24Nov

Semantic Segmentation in Facial Recognition

Facial recognition technology is becoming a feature in our everyday lives. More and more companies are using facial recognition technology to detect and identify faces for various use cases. These include monitoring a driver’s facial expression for safe driving and unlocking smartphones, just to name a few. 

Using specific image annotation techniques e.g. semantic segmentation and landmark annotation, logical computer vision models for facial recognition are probable. These unique data labels to aid in identifying the shape and variation of objects. 
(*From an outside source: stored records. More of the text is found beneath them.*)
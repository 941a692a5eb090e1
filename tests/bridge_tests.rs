//! Bridge 集成测试（通过内存管道驱动 stdio 协议）

#[cfg(feature = "server")]
mod tests {
    use lazygit_mcp_bridge::{Bridge, BridgeConfig, IngestOutcome};
    use serde_json::{json, Value};
    use std::sync::Arc;
    use tempfile::{tempdir, TempDir};
    use tokio::io::{duplex, AsyncBufReadExt, AsyncWriteExt, BufReader, DuplexStream, Lines};
    use tokio::task::JoinHandle;

    /// 测试用的客户端一侧
    struct TestClient {
        writer: DuplexStream,
        lines: Lines<BufReader<DuplexStream>>,
    }

    impl TestClient {
        async fn send(&mut self, request: Value) {
            self.send_raw(&request.to_string()).await;
        }

        async fn send_raw(&mut self, line: &str) {
            self.writer
                .write_all(format!("{}\n", line).as_bytes())
                .await
                .unwrap();
        }

        async fn recv(&mut self) -> Value {
            let line = self.lines.next_line().await.unwrap().expect("server closed output");
            serde_json::from_str(&line).unwrap()
        }

        async fn call(&mut self, request: Value) -> Value {
            self.send(request).await;
            self.recv().await
        }
    }

    /// 启动 Bridge，返回客户端和 Server 任务
    fn start() -> (Arc<Bridge>, TestClient, JoinHandle<()>, TempDir) {
        let tmp = tempdir().unwrap();
        let config = BridgeConfig::new(tmp.path().join("mcp-messages.json"), "/repo");
        let bridge = Arc::new(Bridge::new(config));

        let (client_in, server_in) = duplex(64 * 1024);
        let (server_out, client_out) = duplex(64 * 1024);

        let handle = {
            let bridge = bridge.clone();
            tokio::spawn(async move {
                bridge.serve(BufReader::new(server_in), server_out).await.unwrap();
            })
        };

        let client = TestClient {
            writer: client_in,
            lines: BufReader::new(client_out).lines(),
        };
        (bridge, client, handle, tmp)
    }

    fn message(comment: &str, project_root: &str, time: &str) -> String {
        json!({
            "file": "a.go",
            "comment": comment,
            "project_root": project_root,
            "time": time,
        })
        .to_string()
    }

    fn read_request(id: u64) -> Value {
        json!({"jsonrpc": "2.0", "id": id, "method": "resources/read", "params": {"uri": "lazygit://messages"}})
    }

    fn tool_request(id: u64) -> Value {
        json!({"jsonrpc": "2.0", "id": id, "method": "tools/call", "params": {"name": "check_lazygit_messages", "arguments": {}}})
    }

    #[tokio::test]
    async fn test_initialize_handshake() {
        let (_bridge, mut client, _handle, _tmp) = start();

        let resp = client
            .call(json!({"jsonrpc": "2.0", "id": 1, "method": "initialize", "params": {"protocolVersion": "2024-11-05"}}))
            .await;
        assert_eq!(resp["jsonrpc"], "2.0");
        assert_eq!(resp["id"], 1);
        assert_eq!(resp["result"]["protocolVersion"], "2024-11-05");
        assert_eq!(resp["result"]["capabilities"]["resources"]["subscribe"], true);

        // initialized 没有响应，下一行应是 tools/list 的响应
        client
            .send(json!({"jsonrpc": "2.0", "method": "notifications/initialized"}))
            .await;
        let resp = client
            .call(json!({"jsonrpc": "2.0", "id": 2, "method": "tools/list"}))
            .await;
        assert_eq!(resp["id"], 2);
        assert_eq!(resp["result"]["tools"][0]["name"], "check_lazygit_messages");
    }

    #[tokio::test]
    async fn test_parse_error_keeps_serving() {
        let (_bridge, mut client, _handle, _tmp) = start();

        client.send_raw("not json").await;
        let resp = client.recv().await;
        assert_eq!(resp["jsonrpc"], "2.0");
        assert_eq!(resp["id"], Value::Null);
        assert_eq!(resp["error"]["code"], -32700);

        client
            .send_raw(r#"["2.0", 1, "resources/read", {"uri": "lazygit://messages"}]"#)
            .await;
        let resp = client.recv().await;
        assert_eq!(resp["id"], Value::Null);
        assert_eq!(resp["error"]["code"], -32700);

        let resp = client
            .call(json!({"jsonrpc": "2.0", "id": 2, "method": "resources/list"}))
            .await;
        assert_eq!(resp["result"]["resources"][0]["uri"], "lazygit://messages");
    }

    #[tokio::test]
    async fn test_tools_call_returns_ingested_message() {
        let (bridge, mut client, _handle, _tmp) = start();

        let outcome = bridge
            .inbox()
            .ingest_str(&message("fix nil check", "/repo", "2024-01-01T00:00:00Z"))
            .unwrap();
        assert_eq!(outcome, IngestOutcome::Queued { queue_len: 1 });

        let resp = client.call(tool_request(1)).await;
        let text = resp["result"]["content"][0]["text"].as_str().unwrap();
        assert!(text.contains("Message 1:\nFile: a.go\nComment: fix nil check\nTime: 2024-01-01T00:00:00Z"));
        assert_eq!(resp["result"]["content"][0]["type"], "text");

        // 队列已清空
        let resp = client.call(read_request(2)).await;
        assert_eq!(resp["result"]["contents"][0]["text"], "No new messages from lazygit");
    }

    #[tokio::test]
    async fn test_foreign_project_never_served() {
        let (bridge, mut client, _handle, _tmp) = start();

        bridge
            .inbox()
            .ingest_str(&message("secret", "/elsewhere", "2024-01-01T00:00:00Z"))
            .unwrap();

        let resp = client.call(read_request(1)).await;
        let text = resp["result"]["contents"][0]["text"].as_str().unwrap();
        assert!(!text.contains("secret"));
        assert_eq!(text, "No new messages from lazygit");
    }

    #[tokio::test]
    async fn test_eviction_and_order_over_protocol() {
        let (bridge, mut client, _handle, _tmp) = start();

        for n in 1..=11 {
            bridge
                .inbox()
                .ingest_str(&message(&format!("comment {}", n), "/repo", &format!("t{}", n)))
                .unwrap();
        }

        let resp = client.call(read_request(1)).await;
        let text = resp["result"]["contents"][0]["text"].as_str().unwrap();
        assert!(!text.contains("Comment: comment 1\n"));
        assert!(text.starts_with("Message 1:\nFile: a.go\nComment: comment 2\n"));
        assert!(text.contains("Message 10:\nFile: a.go\nComment: comment 11\n"));
        assert!(!text.contains("Message 11:"));
    }

    #[tokio::test]
    async fn test_subscribe_unknown_uri_is_invalid_params() {
        let (_bridge, mut client, _handle, _tmp) = start();

        let resp = client
            .call(json!({"jsonrpc": "2.0", "id": 9, "method": "resources/subscribe", "params": {"uri": "lazygit://unknown"}}))
            .await;
        assert_eq!(resp["id"], 9);
        assert_eq!(resp["error"]["code"], -32602);
    }

    #[tokio::test]
    async fn test_notifications_follow_subscription() {
        let (bridge, mut client, _handle, _tmp) = start();

        // 未订阅：只有日志通知
        let resp = client.call(json!({"jsonrpc": "2.0", "id": 1, "method": "tools/list"})).await;
        assert_eq!(resp["id"], 1);
        bridge
            .inbox()
            .ingest_str(&message("first", "/repo", "t1"))
            .unwrap();
        let note = client.recv().await;
        assert_eq!(note["method"], "notifications/message");
        assert_eq!(note["params"]["message"], "New message from lazygit: first");
        assert!(note.get("id").is_none());

        // 订阅后：先资源更新，再日志
        let resp = client
            .call(json!({"jsonrpc": "2.0", "id": 2, "method": "resources/subscribe", "params": {"uri": "lazygit://messages"}}))
            .await;
        assert_eq!(resp["result"], json!({}));
        assert!(bridge.notifier().has_subscribers());

        bridge
            .inbox()
            .ingest_str(&message("second", "/repo", "t2"))
            .unwrap();
        let update = client.recv().await;
        assert_eq!(update["method"], "notifications/resources/updated");
        assert_eq!(update["params"]["uri"], "lazygit://messages");
        let log = client.recv().await;
        assert_eq!(log["method"], "notifications/message");

        // 重复消息不再通知，下一行是 tools/call 的响应
        assert_eq!(
            bridge.inbox().ingest_str(&message("second", "/repo", "t2")).unwrap(),
            IngestOutcome::Duplicate
        );
        let resp = client.call(tool_request(3)).await;
        assert_eq!(resp["id"], 3);
        let text = resp["result"]["content"][0]["text"].as_str().unwrap();
        assert!(text.contains("Comment: first"));
        assert!(text.contains("Comment: second"));
    }

    #[tokio::test]
    async fn test_drain_removes_message_file() {
        let (bridge, mut client, _handle, _tmp) = start();
        let file = bridge.config().message_file.clone();

        std::fs::write(&file, message("from disk", "/repo", "t1")).unwrap();
        bridge.inbox().ingest_file().unwrap();
        assert!(file.exists());

        let resp = client.call(read_request(1)).await;
        assert!(resp["result"]["contents"][0]["text"]
            .as_str()
            .unwrap()
            .contains("Comment: from disk"));
        assert!(!file.exists());
    }

    #[tokio::test(flavor = "multi_thread", worker_threads = 2)]
    async fn test_tool_call_absorbs_unseen_file_and_announces_it() {
        let (bridge, mut client, _handle, _tmp) = start();
        let file = bridge.config().message_file.clone();

        let resp = client
            .call(json!({"jsonrpc": "2.0", "id": 1, "method": "resources/subscribe", "params": {"uri": "lazygit://messages"}}))
            .await;
        assert_eq!(resp["result"], json!({}));

        // 文件事件尚未处理
        std::fs::write(&file, message("unseen", "/repo", "t1")).unwrap();
        client.send(tool_request(2)).await;

        let updated = client.recv().await;
        assert_eq!(updated["method"], "notifications/resources/updated");
        let log = client.recv().await;
        assert_eq!(log["params"]["message"], "New message from lazygit: unseen");

        let resp = client.recv().await;
        assert_eq!(resp["id"], 2);
        assert!(resp["result"]["content"][0]["text"]
            .as_str()
            .unwrap()
            .contains("Comment: unseen"));
        assert!(!file.exists());
        assert!(bridge.inbox().is_empty());
    }

    #[tokio::test]
    async fn test_serve_returns_when_input_closes() {
        let (_bridge, client, handle, _tmp) = start();

        drop(client);
        handle.await.unwrap();
    }
}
Keypoint Annotation for Facial Features Detection

Also referred to as landmark annotation, keypoint annotation is suitable for building AI-based facial recognition applications. By making high-quality keypoint annotations across different classes for pinpoint detection of facial features/attributes. 

Landmark annotation involves labeling a facial image using key points placed at specific locations on the face. This aids the model to identify the facial expression or gesture to effectively train a logical AI bases facial recognition application. Landmarking aids in determining the authentic density of an object in specific areas. 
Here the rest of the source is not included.